Uribe, por su parte, admitió que su gobierno realiza continuamente operaciones militares en busca de los secuestrados por las FARC. "Pero si hay una misión médica internacional, la respetaremos como corresponde a un Estado de leyes y democrático", añadió.
El mandatario colombiano expresó, además, su plena confianza en que el Gobierno Español, con la discreción que lo caracteriza, sabrá trabajar para lograr que esa misión pueda llegar a asistir a los secuestrados y a evitar que continúe su deterioro físico.
El presidente Uribe, quien hoy realizó una breve visita a Madrid antes de viajar al Foro Económico de Davos, en Suiza, se mostró de acuerdo en que los delitos por terrorismo no prescriban, tal y como se propuso en el IV Congreso Internacional de Víctimas del Terrorismo en Madrid.
No obstante, Uribe precisó que también está de acuerdo en que hay que dar salidas políticas a quienes cometen actos terroristas en el momento que lo quieran. Su gobierno, indicó, es severo frente a la violencia terrorista, pero también tiene generosidad para negociar.

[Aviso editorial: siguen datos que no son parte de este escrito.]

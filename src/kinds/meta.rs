use std::fmt;
use std::rc::Rc;

use serde_json::{Map, Value};

use crate::layout::{Padding, Point, Size};

/// What metadata predicates and spacing functions see of a node.
#[derive(Debug, Clone, Copy)]
pub struct NodeView<'a> {
    pub id: &'a str,
    pub kind: &'a str,
    pub data: Option<&'a Value>,
}

#[derive(Clone)]
pub enum MetaFlag {
    Value(bool),
    Predicate(Rc<dyn Fn(&NodeView<'_>) -> bool>),
}

impl MetaFlag {
    pub fn predicate(f: impl Fn(&NodeView<'_>) -> bool + 'static) -> Self {
        MetaFlag::Predicate(Rc::new(f))
    }

    pub fn evaluate(&self, view: &NodeView<'_>) -> bool {
        match self {
            MetaFlag::Value(value) => *value,
            MetaFlag::Predicate(f) => f(view),
        }
    }
}

impl From<bool> for MetaFlag {
    fn from(value: bool) -> Self {
        MetaFlag::Value(value)
    }
}

impl fmt::Debug for MetaFlag {
    fn fmt(&self, f: &mut fmt::Formatter<'_>) -> fmt::Result {
        match self {
            MetaFlag::Value(value) => write!(f, "{value}"),
            MetaFlag::Predicate(_) => f.write_str("<predicate>"),
        }
    }
}

#[derive(Clone)]
pub enum MetaNumber {
    Value(f32),
    Computed(Rc<dyn Fn(&NodeView<'_>) -> f32>),
}

impl MetaNumber {
    pub fn computed(f: impl Fn(&NodeView<'_>) -> f32 + 'static) -> Self {
        MetaNumber::Computed(Rc::new(f))
    }

    pub fn resolve(&self, view: &NodeView<'_>) -> f32 {
        match self {
            MetaNumber::Value(value) => *value,
            MetaNumber::Computed(f) => f(view),
        }
    }
}

impl From<f32> for MetaNumber {
    fn from(value: f32) -> Self {
        MetaNumber::Value(value)
    }
}

impl fmt::Debug for MetaNumber {
    fn fmt(&self, f: &mut fmt::Formatter<'_>) -> fmt::Result {
        match self {
            MetaNumber::Value(value) => write!(f, "{value}"),
            MetaNumber::Computed(_) => f.write_str("<computed>"),
        }
    }
}

/// Well-known per-kind metadata. Unset fields inherit along the `extend`
/// chain; `extra` carries anything this crate does not interpret.
#[derive(Debug, Clone, Default)]
pub struct KindMeta {
    pub addable: Option<MetaFlag>,
    pub expandable: Option<MetaFlag>,
    pub draggable: Option<MetaFlag>,
    pub selectable: Option<MetaFlag>,
    pub hidden: Option<bool>,
    pub size: Option<Size>,
    pub origin: Option<Point>,
    pub padding: Option<Padding>,
    pub spacing: Option<MetaNumber>,
    pub inline_spacing_pre: Option<MetaNumber>,
    pub inline_spacing_after: Option<MetaNumber>,
    pub min_inline_block_spacing: Option<MetaNumber>,
    pub is_inline_blocks: Option<bool>,
    pub is_container: Option<bool>,
    pub default_collapsed: Option<bool>,
    pub marker: Option<bool>,
    pub terminal: Option<bool>,
    pub extra: Map<String, Value>,
}

macro_rules! take_set {
    ($target:ident, $source:ident, $($field:ident),+ $(,)?) => {
        $(
            if $source.$field.is_some() {
                $target.$field = $source.$field.clone();
            }
        )+
    };
}

impl KindMeta {
    /// Shallow merge: every field set on `other` replaces ours.
    pub fn merge(&mut self, other: &KindMeta) {
        take_set!(
            self,
            other,
            addable,
            expandable,
            draggable,
            selectable,
            hidden,
            size,
            origin,
            padding,
            spacing,
            inline_spacing_pre,
            inline_spacing_after,
            min_inline_block_spacing,
            is_inline_blocks,
            is_container,
            default_collapsed,
            marker,
            terminal,
        );
        for (key, value) in &other.extra {
            self.extra.insert(key.clone(), value.clone());
        }
    }

    pub fn is_container(&self) -> bool {
        self.is_container.unwrap_or(false)
    }

    pub fn is_inline_blocks(&self) -> bool {
        self.is_inline_blocks.unwrap_or(false)
    }

    pub fn is_hidden(&self) -> bool {
        self.hidden.unwrap_or(false)
    }

    pub fn is_marker(&self) -> bool {
        self.marker.unwrap_or(false)
    }

    pub fn is_terminal(&self) -> bool {
        self.terminal.unwrap_or(false)
    }

    pub fn default_collapsed(&self) -> bool {
        self.default_collapsed.unwrap_or(false)
    }

    pub fn padding(&self) -> Padding {
        self.padding.unwrap_or(Padding::ZERO)
    }

    pub fn expandable(&self, view: &NodeView<'_>) -> bool {
        self.expandable
            .as_ref()
            .map(|flag| flag.evaluate(view))
            .unwrap_or(true)
    }
}
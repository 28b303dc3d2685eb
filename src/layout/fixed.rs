use super::strategy::LayoutStrategy;
use super::types::{Point, Rect};

pub const VERTICAL: &str = "vertical";
pub const HORIZONTAL: &str = "horizontal";

#[derive(Debug, Clone, Copy, PartialEq, Eq)]
pub enum Direction {
    TopDown,
    LeftRight,
}

impl Direction {
    pub fn from_token(token: &str) -> Option<Self> {
        match token {
            VERTICAL | "TD" | "TB" => Some(Self::TopDown),
            HORIZONTAL | "LR" => Some(Self::LeftRight),
            _ => None,
        }
    }
}

/// Flow layout along one fixed main axis.
#[derive(Debug, Clone, Copy)]
pub struct FixedLayout {
    pub direction: Direction,
}

impl FixedLayout {
    pub fn new(direction: Direction) -> Self {
        Self { direction }
    }

    pub fn vertical() -> Self {
        Self::new(Direction::TopDown)
    }

    pub fn horizontal() -> Self {
        Self::new(Direction::LeftRight)
    }

    fn main_span(&self, rect: Rect) -> (f32, f32) {
        match self.direction {
            Direction::TopDown => (rect.y, rect.bottom()),
            Direction::LeftRight => (rect.x, rect.right()),
        }
    }

    fn cross_span(&self, rect: Rect) -> (f32, f32) {
        match self.direction {
            Direction::TopDown => (rect.x, rect.right()),
            Direction::LeftRight => (rect.y, rect.bottom()),
        }
    }

    fn point(&self, main: f32, cross: f32) -> Point {
        match self.direction {
            Direction::TopDown => Point::new(cross, main),
            Direction::LeftRight => Point::new(main, cross),
        }
    }
}

impl LayoutStrategy for FixedLayout {
    fn default_origin(&self) -> Point {
        match self.direction {
            Direction::TopDown => Point::new(0.5, 0.0),
            Direction::LeftRight => Point::new(0.0, 0.5),
        }
    }

    fn stacked_position(&self, prev: Option<Rect>, extent: Rect, spacing: f32) -> Point {
        let start = prev
            .map(|prev| self.main_span(prev).1 + spacing)
            .unwrap_or(0.0);
        self.point(start - self.main_span(extent).0, 0.0)
    }

    fn inline_position(
        &self,
        prev: Option<Rect>,
        extent: Rect,
        spacing_pre: f32,
        gap: f32,
    ) -> Point {
        let cross = prev
            .map(|prev| self.cross_span(prev).1 + gap)
            .unwrap_or(0.0);
        self.point(
            spacing_pre - self.main_span(extent).0,
            cross - self.cross_span(extent).0,
        )
    }

    fn children_offset(&self, row: Rect) -> Point {
        let (start, end) = self.cross_span(row);
        self.point(0.0, -(start + end) / 2.0)
    }

    fn extend_main(&self, extent: Rect, amount: f32) -> Rect {
        match self.direction {
            Direction::TopDown => Rect::new(extent.x, extent.y, extent.width, extent.height + amount),
            Direction::LeftRight => {
                Rect::new(extent.x, extent.y, extent.width + amount, extent.height)
            }
        }
    }

    fn input_point(&self, bounds: Rect) -> Point {
        let center = bounds.center();
        match self.direction {
            Direction::TopDown => Point::new(center.x, bounds.y),
            Direction::LeftRight => Point::new(bounds.x, center.y),
        }
    }

    fn output_point(&self, bounds: Rect) -> Point {
        let center = bounds.center();
        match self.direction {
            Direction::TopDown => Point::new(center.x, bounds.bottom()),
            Direction::LeftRight => Point::new(bounds.right(), center.y),
        }
    }
}

#[cfg(test)]
mod tests {
    use super::*;

    #[test]
    fn stacks_along_the_main_axis() {
        let layout = FixedLayout::vertical();
        let extent = Rect::new(-140.0, 0.0, 280.0, 60.0);
        assert_eq!(layout.stacked_position(None, extent, 32.0), Point::new(0.0, 0.0));
        let prev = Rect::new(-140.0, 0.0, 280.0, 60.0);
        assert_eq!(layout.stacked_position(Some(prev), extent, 32.0), Point::new(0.0, 92.0));

        let layout = FixedLayout::horizontal();
        let extent = Rect::new(0.0, -30.0, 280.0, 60.0);
        assert_eq!(
            layout.stacked_position(Some(extent), extent, 32.0),
            Point::new(312.0, 0.0)
        );
    }

    #[test]
    fn inline_rows_advance_across_and_centre() {
        let layout = FixedLayout::vertical();
        let extent = Rect::new(-20.0, 0.0, 40.0, 0.0);
        let first = layout.inline_position(None, extent, 40.0, 20.0);
        assert_eq!(first, Point::new(20.0, 40.0));
        let prev = extent.translate(first);
        assert_eq!(
            layout.inline_position(Some(prev), extent, 40.0, 20.0),
            Point::new(80.0, 40.0)
        );
        let row = Rect::new(0.0, 40.0, 100.0, 0.0);
        assert_eq!(layout.children_offset(row), Point::new(-50.0, 0.0));
    }

    #[test]
    fn anchors_sit_on_leading_and_trailing_edges() {
        let bounds = Rect::new(-140.0, 0.0, 280.0, 60.0);
        let layout = FixedLayout::vertical();
        assert_eq!(layout.input_point(bounds), Point::new(0.0, 0.0));
        assert_eq!(layout.output_point(bounds), Point::new(0.0, 60.0));
        let layout = FixedLayout::horizontal();
        let bounds = Rect::new(0.0, -30.0, 280.0, 60.0);
        assert_eq!(layout.input_point(bounds), Point::new(0.0, 0.0));
        assert_eq!(layout.output_point(bounds), Point::new(280.0, 0.0));
        assert_eq!(Direction::from_token("LR"), Some(Direction::LeftRight));
        assert_eq!(Direction::from_token("diagonal"), None);
    }
}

Zapatero, además, volvió a ofrecer el apoyo de España a las gestiones de la Iglesia católica colombiana. El Gobierno colombiano ha aceptado la propuesta de la Iglesia de crear una zona de encuentro de 150 kilómetros en una localidad despoblada, sin presencia de hombres armados y con veeduría internacional, para negociar el acuerdo humanitario, aunque esta iniciativa también es rechazada por las FARC.